(Stored items)
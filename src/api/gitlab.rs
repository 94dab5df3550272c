//! GitLab issue importer.
//!
//! Fetches every issue of a project (open and closed), following GitLab's
//! `x-next-page` header across pages, and converts each one into a
//! [`Task`]:
//!
//! - the quadrant comes from the issue labels: a label mentioning
//!   "important" / "重要" marks importance, one mentioning "urgent" / "紧急"
//!   marks urgency
//! - closed issues become completed tasks, completed at `closed_at`
//! - `created_at` is kept from the issue
//!
//! Imported ids are `gitlab-<project>-<iid>`, so importing the same project
//! twice does not duplicate tasks.

use crate::libs::config::ConfigModule;
use crate::libs::messages::Message;
use crate::libs::task::{Quadrant, Task, TaskStatus};
use crate::msg_print;
use anyhow::{anyhow, Result};
use chrono::{DateTime, Utc};
use dialoguer::{theme::ColorfulTheme, Input};
use reqwest::Client;
use serde::{Deserialize, Serialize};

const IMPORTANT_LABELS: [&str; 2] = ["important", "重要"];
const URGENT_LABELS: [&str; 2] = ["urgent", "紧急"];
const PER_PAGE: &str = "100";
const NEXT_PAGE_HEADER: &str = "x-next-page";

#[derive(Debug)]
pub struct GitLab {
    client: Client,
    config: GitLabConfig,
}

#[derive(Debug, Clone, Deserialize)]
pub struct Issue {
    pub iid: u64,
    pub title: String,
    pub description: Option<String>,
    pub state: String,
    #[serde(default)]
    pub labels: Vec<String>,
    pub created_at: DateTime<Utc>,
    pub closed_at: Option<DateTime<Utc>>,
}

impl GitLab {
    pub fn new(config: &GitLabConfig) -> Self {
        Self {
            client: Client::new(),
            config: config.clone(),
        }
    }

    /// Fetches all issues of `project_id` and converts them to tasks.
    pub async fn import_issues(&self, project_id: &str) -> Result<Vec<Task>> {
        let project_id = project_id.trim();
        if project_id.is_empty() {
            return Err(anyhow!("GitLab project id must not be empty"));
        }

        let issues = self.get_issues(project_id).await?;
        tracing::debug!(project_id, count = issues.len(), "fetched GitLab issues");

        let now = Utc::now();
        Ok(issues.iter().map(|issue| issue_to_task(project_id, issue, now)).collect())
    }

    async fn get_issues(&self, project_id: &str) -> Result<Vec<Issue>> {
        let url = format!(
            "{}/api/v4/projects/{}/issues",
            self.config.api_url.trim_end_matches('/'),
            project_id
        );

        let mut issues = Vec::new();
        let mut page = 1u32;
        loop {
            let response = self
                .client
                .get(&url)
                .header("PRIVATE-TOKEN", &self.config.access_token)
                .query(&[("state", "all"), ("per_page", PER_PAGE), ("page", page.to_string().as_str())])
                .send()
                .await?;

            let status = response.status();
            if !status.is_success() {
                let body = response.text().await.unwrap_or_default();
                return Err(anyhow!("GitLab API returned {}: {}", status, body));
            }

            let next = next_page(
                response
                    .headers()
                    .get(NEXT_PAGE_HEADER)
                    .and_then(|value| value.to_str().ok()),
            );
            issues.extend(response.json::<Vec<Issue>>().await?);
            tracing::debug!(page, total = issues.len(), "fetched GitLab issue page");

            match next {
                Some(next) if next > page => page = next,
                _ => break,
            }
        }

        Ok(issues)
    }
}

/// Page number carried by an `x-next-page` header value. GitLab sends an
/// empty value on the last page.
pub fn next_page(header: Option<&str>) -> Option<u32> {
    header.map(str::trim).filter(|value| !value.is_empty())?.parse().ok()
}

/// Quadrant implied by a set of issue labels (case-insensitive substring
/// match). Importance and urgency may come from different labels.
pub fn quadrant_from_labels(labels: &[String]) -> Quadrant {
    let mentions = |keywords: &[&str]| {
        labels.iter().any(|label| {
            let label = label.to_lowercase();
            keywords.iter().any(|keyword| label.contains(keyword))
        })
    };

    match (mentions(&IMPORTANT_LABELS), mentions(&URGENT_LABELS)) {
        (true, true) => Quadrant::UrgentImportant,
        (true, false) => Quadrant::Important,
        (false, true) => Quadrant::Urgent,
        (false, false) => Quadrant::Neither,
    }
}

/// Converts one issue; `now` stands in for a missing `closed_at`.
pub fn issue_to_task(project_id: &str, issue: &Issue, now: DateTime<Utc>) -> Task {
    let closed = issue.state == "closed";
    Task {
        id: format!("gitlab-{}-{}", project_id, issue.iid),
        title: issue.title.clone(),
        description: issue.description.clone().filter(|d| !d.trim().is_empty()),
        quadrant: quadrant_from_labels(&issue.labels),
        created_at: issue.created_at,
        completed_at: closed.then(|| issue.closed_at.unwrap_or(now)),
        status: if closed { TaskStatus::Completed } else { TaskStatus::Pending },
        tags: issue.labels.clone(),
    }
}

#[derive(Serialize, Deserialize, Clone, Debug, PartialEq)]
pub struct GitLabConfig {
    pub access_token: String,
    pub api_url: String,
}

impl GitLabConfig {
    pub fn module() -> ConfigModule {
        ConfigModule {
            key: "gitlab".to_string(),
            name: "GitLab".to_string(),
        }
    }

    pub fn init(config: &Option<GitLabConfig>) -> Result<Self> {
        let config = config.clone().unwrap_or(Self {
            access_token: "".to_string(),
            api_url: "https://gitlab.com".to_string(),
        });

        msg_print!(Message::ConfigModuleGitLab);

        Ok(Self {
            access_token: Input::with_theme(&ColorfulTheme::default())
                .with_prompt(Message::PromptGitlabToken.to_string())
                .default(config.access_token)
                .interact_text()?,
            api_url: Input::with_theme(&ColorfulTheme::default())
                .with_prompt(Message::PromptGitlabUrl.to_string())
                .default(config.api_url)
                .interact_text()?,
        })
    }
}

_TASK TO CARRY OUT:_
Return the full data, every line of it, with nothing altered.

_SOLUTION TO THIS EXERCISE:_
filename src/api/gitlab.rs
repository 94dab5df3550272c
//! GitLab issue importer.
//!
//! Fetches every issue of a project (open and closed), following GitLab's
//! `x-next-page` header across pages, and converts each one into a
//! [`Task`]:
//!
//! - the quadrant comes from the issue labels: a label mentioning
//!   "important" / "重要" marks importance, one mentioning "urgent" / "紧急"
//!   marks urgency
//! - closed issues become completed tasks, completed at `closed_at`
//! - `created_at` is kept from the issue
//!
//! Imported ids are `gitlab-<project>-<iid>`, so importing the same project
//! twice does not duplicate tasks.

use crate::libs::config::ConfigModule;
use crate::libs::messages::Message;
use crate::libs::task::{Quadrant, Task, TaskStatus};
use crate::msg_print;
use anyhow::{anyhow, Result};
use chrono::{DateTime, Utc};
use dialoguer::{theme::ColorfulTheme, Input};
use reqwest::Client;
use serde::{Deserialize, Serialize};

const IMPORTANT_LABELS: [&str; 2] = ["important", "重要"];
const URGENT_LABELS: [&str; 2] = ["urgent", "紧急"];
const PER_PAGE: &str = "100";
const NEXT_PAGE_HEADER: &str = "x-next-page";

#[derive(Debug)]
pub struct GitLab {
    client: Client,
    config: GitLabConfig,
}

#[derive(Debug, Clone, Deserialize)]
pub struct Issue {
    pub iid: u64,
    pub title: String,
    pub description: Option<String>,
    pub state: String,
    #[serde(default)]
    pub labels: Vec<String>,
    pub created_at: DateTime<Utc>,
    pub closed_at: Option<DateTime<Utc>>,
}

impl GitLab {
    pub fn new(config: &GitLabConfig) -> Self {
        Self {
            client: Client::new(),
            config: config.clone(),
        }
    }

    /// Fetches all issues of `project_id` and converts them to tasks.
    pub async fn import_issues(&self, project_id: &str) -> Result<Vec<Task>> {
        let project_id = project_id.trim();
        if project_id.is_empty() {
            return Err(anyhow!("GitLab project id must not be empty"));
        }

        let issues = self.get_issues(project_id).await?;
        tracing::debug!(project_id, count = issues.len(), "fetched GitLab issues");

        let now = Utc::now();
        Ok(issues.iter().map(|issue| issue_to_task(project_id, issue, now)).collect())
    }

    async fn get_issues(&self, project_id: &str) -> Result<Vec<Issue>> {
        let url = format!(
            "{}/api/v4/projects/{}/issues",
            self.config.api_url.trim_end_matches('/'),
            project_id
        );

        let mut issues = Vec::new();
        let mut page = 1u32;
        loop {
            let response = self
                .client
                .get(&url)
                .header("PRIVATE-TOKEN", &self.config.access_token)
                .query(&[("state", "all"), ("per_page", PER_PAGE), ("page", page.to_string().as_str())])
                .send()
                .await?;

            let status = response.status();
            if !status.is_success() {
                let body = response.text().await.unwrap_or_default();
                return Err(anyhow!("GitLab API returned {}: {}", status, body));
            }

            let next = next_page(
                response
                    .headers()
                    .get(NEXT_PAGE_HEADER)
                    .and_then(|value| value.to_str().ok()),
            );
            issues.extend(response.json::<Vec<Issue>>().await?);
            tracing::debug!(page, total = issues.len(), "fetched GitLab issue page");

            match next {
                Some(next) if next > page => page = next,
                _ => break,
            }
        }

        Ok(issues)
    }
}

/// Page number carried by an `x-next-page` header value. GitLab sends an
/// empty value on the last page.
pub fn next_page(header: Option<&str>) -> Option<u32> {
    header.map(str::trim).filter(|value| !value.is_empty())?.parse().ok()
}

/// Quadrant implied by a set of issue labels (case-insensitive substring
/// match). Importance and urgency may come from different labels.
pub fn quadrant_from_labels(labels: &[String]) -> Quadrant {
    let mentions = |keywords: &[&str]| {
        labels.iter().any(|label| {
            let label = label.to_lowercase();
            keywords.iter().any(|keyword| label.contains(keyword))
        })
    };

    match (mentions(&IMPORTANT_LABELS), mentions(&URGENT_LABELS)) {
        (true, true) => Quadrant::UrgentImportant,
        (true, false) => Quadrant::Important,
        (false, true) => Quadrant::Urgent,
        (false, false) => Quadrant::Neither,
    }
}

/// Converts one issue; `now` stands in for a missing `closed_at`.
pub fn issue_to_task(project_id: &str, issue: &Issue, now: DateTime<Utc>) -> Task {
    let closed = issue.state == "closed";
    Task {
        id: format!("gitlab-{}-{}", project_id, issue.iid),
        title: issue.title.clone(),
        description: issue.description.clone().filter(|d| !d.trim().is_empty()),
        quadrant: quadrant_from_labels(&issue.labels),
        created_at: issue.created_at,
        completed_at: closed.then(|| issue.closed_at.unwrap_or(now)),
        status: if closed { TaskStatus::Completed } else { TaskStatus::Pending },
        tags: issue.labels.clone(),
    }
}

#[derive(Serialize, Deserialize, Clone, Debug, PartialEq)]
pub struct GitLabConfig {
    pub access_token: String,
    pub api_url: String,
}

impl GitLabConfig {
    pub fn module() -> ConfigModule {
        ConfigModule {
            key: "gitlab".to_string(),
            name: "GitLab".to_string(),
        }
    }

    pub fn init(config: &Option<GitLabConfig>) -> Result<Self> {
        let config = config.clone().unwrap_or(Self {
            access_token: "".to_string(),
            api_url: "https://gitlab.com".to_string(),
        });

        msg_print!(Message::ConfigModuleGitLab);

        Ok(Self {
            access_token: Input::with_theme(&ColorfulTheme::default())
                .with_prompt(Message::PromptGitlabToken.to_string())
                .default(config.access_token)
                .interact_text()?,
            api_url: Input::with_theme(&ColorfulTheme::default())
                .with_prompt(Message::PromptGitlabUrl.to_string())
                .default(config.api_url)
                .interact_text()?,
        })
    }
}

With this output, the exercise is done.